シンプルなレシピなので、家で楽しむのにも適している。美味しく作るためのコツを、麻布十番のBAR「GIA」のバーテンダー・高橋秀人氏に伺ってみた。
「まず、“よく冷やすこと”ですね。うちでは、ボンベイ・サファイアも冷凍庫に入れておいたものを使っています。ジンはアルコール度数が高いので凍ったりはしませんから、作る際に取り出せばすぐに使えます。もちろんグラスも冷やして、氷もたっぷり使うといいでしょう。そうすることで、炭酸の泡立ちが抑えられるし、氷が溶けて味が薄くなることも避けられる。長く美味しく楽しめます」。
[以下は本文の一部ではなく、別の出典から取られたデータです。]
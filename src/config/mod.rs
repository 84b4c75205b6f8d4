//! Application configuration loaded from CLI, environment, and files.
//!
//! This module provides a unified configuration struct that merges values
//! from command-line arguments, environment variables, and configuration
//! files using ortho-config's layered approach.
//!
//! # Precedence
//!
//! Configuration values are loaded with the following precedence (lowest to
//! highest):
//!
//! 1. **Defaults** – Built-in application defaults
//! 2. **Configuration file** – `.github-beard.toml` in current directory,
//!    home directory, or XDG config directory
//! 3. **Environment variables** – `GITHUB_BEARD_*`, plus the conventional
//!    `GITHUB_TOKEN` as a fallback for the GitHub token
//! 4. **Command-line arguments** – `--telegram-token`, `--github-token`, ...
//!
//! # Configuration File
//!
//! ```toml
//! telegram_token = "123456:bot-token"
//! github_token = "ghp_example"
//! database_url = "github-beard.sqlite"
//! reply_timeout_seconds = 120
//! ```

use std::env;
use std::time::Duration;

use ortho_config::OrthoConfig;
use serde::{Deserialize, Serialize};

use crate::error::BeardError;
use crate::github::{DEFAULT_API_BASE, MAX_RESULTS_PER_CALL};

/// Default Telegram Bot API endpoint.
pub const DEFAULT_TELEGRAM_API_BASE: &str = "https://api.telegram.org";

const DEFAULT_DATABASE_URL: &str = "github-beard.sqlite";
const DEFAULT_REPLY_TIMEOUT_SECONDS: u64 = 300;
const DEFAULT_SEARCH_RESULT_LIMIT: usize = 30;
const DEFAULT_PAGE_SIZE: usize = 5;
const DEFAULT_POLL_TIMEOUT_SECONDS: u64 = 30;

/// Bot configuration supporting CLI, environment, and file sources.
///
/// # Example
///
/// ```no_run
/// use github_beard::BeardConfig;
/// use ortho_config::OrthoConfig;
///
/// let config = BeardConfig::load().expect("failed to load configuration");
/// let token = config.require_telegram_token().expect("bot token required");
/// ```
#[derive(Debug, Clone, Deserialize, Serialize, OrthoConfig)]
#[serde(default)]
#[ortho_config(
    prefix = "GITHUB_BEARD",
    discovery(
        dotfile_name = ".github-beard.toml",
        config_file_name = "github-beard.toml",
        app_name = "github-beard"
    )
)]
pub struct BeardConfig {
    /// Personal access token for GitHub API authentication.
    ///
    /// Optional: without a token the bot talks to GitHub anonymously and
    /// `/currentusersrepos` without a username cannot resolve a user.
    ///
    /// Can be provided via:
    /// - CLI: `--github-token <TOKEN>` or `-g <TOKEN>`
    /// - Environment: `GITHUB_BEARD_GITHUB_TOKEN` or `GITHUB_TOKEN`
    /// - Config file: `github_token = "..."`
    #[ortho_config(cli_short = 'g')]
    pub github_token: Option<String>,

    /// GitHub REST API base URL. Point this at `https://host/api/v3` for
    /// GitHub Enterprise.
    #[ortho_config()]
    pub github_api_base: String,

    /// Telegram bot token issued by `@BotFather`.
    ///
    /// Can be provided via:
    /// - CLI: `--telegram-token <TOKEN>` or `-t <TOKEN>`
    /// - Environment: `GITHUB_BEARD_TELEGRAM_TOKEN`
    /// - Config file: `telegram_token = "..."`
    #[ortho_config(cli_short = 't')]
    pub telegram_token: Option<String>,

    /// Telegram Bot API base URL.
    #[ortho_config()]
    pub telegram_api_base: String,

    /// Local `SQLite` database path holding per-chat default repositories.
    #[ortho_config()]
    pub database_url: String,

    /// Runs database migrations and exits.
    ///
    /// Note: `ortho_config` does not load boolean values from the environment,
    /// so use `--migrate-db` or `migrate_db = true` in a config file.
    #[ortho_config()]
    pub migrate_db: bool,

    /// How long a command waits for the user's reply to its prompt.
    #[ortho_config()]
    pub reply_timeout_seconds: u64,

    /// Maximum number of repositories shown by `/searchrepos`.
    #[ortho_config()]
    pub search_result_limit: usize,

    /// Items per paginated message.
    #[ortho_config()]
    pub page_size: usize,

    /// Long-poll timeout passed to Telegram `getUpdates`.
    #[ortho_config()]
    pub poll_timeout_seconds: u64,

    /// Emits logs as JSON lines instead of human-readable text.
    #[ortho_config()]
    pub json_logs: bool,
}

impl Default for BeardConfig {
    fn default() -> Self {
        Self {
            github_token: None,
            github_api_base: DEFAULT_API_BASE.to_owned(),
            telegram_token: None,
            telegram_api_base: DEFAULT_TELEGRAM_API_BASE.to_owned(),
            database_url: DEFAULT_DATABASE_URL.to_owned(),
            migrate_db: false,
            reply_timeout_seconds: DEFAULT_REPLY_TIMEOUT_SECONDS,
            search_result_limit: DEFAULT_SEARCH_RESULT_LIMIT,
            page_size: DEFAULT_PAGE_SIZE,
            poll_timeout_seconds: DEFAULT_POLL_TIMEOUT_SECONDS,
            json_logs: false,
        }
    }
}

impl BeardConfig {
    /// Resolves the GitHub token from configuration or the conventional
    /// `GITHUB_TOKEN` environment variable.
    ///
    /// Blank values count as absent.
    #[must_use]
    pub fn resolve_github_token(&self) -> Option<String> {
        self.github_token
            .clone()
            .or_else(|| env::var("GITHUB_TOKEN").ok())
            .filter(|token| !token.trim().is_empty())
    }

    /// Returns the Telegram bot token or an error if missing.
    ///
    /// # Errors
    ///
    /// Returns [`BeardError::MissingTelegramToken`] when no non-blank token is
    /// configured.
    pub fn require_telegram_token(&self) -> Result<&str, BeardError> {
        self.telegram_token
            .as_deref()
            .map(str::trim)
            .filter(|token| !token.is_empty())
            .ok_or(BeardError::MissingTelegramToken)
    }

    /// Reply wait as a [`Duration`].
    #[must_use]
    pub const fn reply_timeout(&self) -> Duration {
        Duration::from_secs(self.reply_timeout_seconds)
    }

    /// Checks numeric settings that must be positive, and the search limit
    /// against what one GitHub search call returns.
    ///
    /// # Errors
    ///
    /// Returns [`BeardError::Configuration`] naming the first zero-valued
    /// setting, or `search_result_limit` when it exceeds
    /// [`MAX_RESULTS_PER_CALL`].
    pub fn validate(&self) -> Result<(), BeardError> {
        let checks = [
            ("page_size", self.page_size == 0),
            ("search_result_limit", self.search_result_limit == 0),
            ("reply_timeout_seconds", self.reply_timeout_seconds == 0),
        ];

        if let Some((field, _)) = checks.iter().find(|(_, is_zero)| *is_zero) {
            return Err(BeardError::Configuration {
                message: format!("{field} must be greater than zero"),
            });
        }

        if self.search_result_limit > MAX_RESULTS_PER_CALL {
            return Err(BeardError::Configuration {
                message: format!(
                    "search_result_limit must be at most {MAX_RESULTS_PER_CALL}, got {}",
                    self.search_result_limit
                ),
            });
        }
        Ok(())
    }
}

#[cfg(test)]
mod tests;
また、GIAではライムをスライスではなく、ダイナミックに1/2カットのものを使っている。「スライスより大きくカットしたもののほうが果肉の美味しさが活きますし、皮の渋みも出ないんです。ぜひ試してみてください」
このカクテルが飲めるお店:Bar 「GIA」
バーテンダー:「GIA」高橋秀人氏
<レシピ>
ボンベイ・サファイア45ml、トニック・ウォーター適量、ライム1/2個
<作り方>
冷やしたグラスの底にカットしたライムを入れ、氷をいれる。ボンベイ・サファイアとトニック・ウォーターを注ぎ、丁寧に数回ステアする。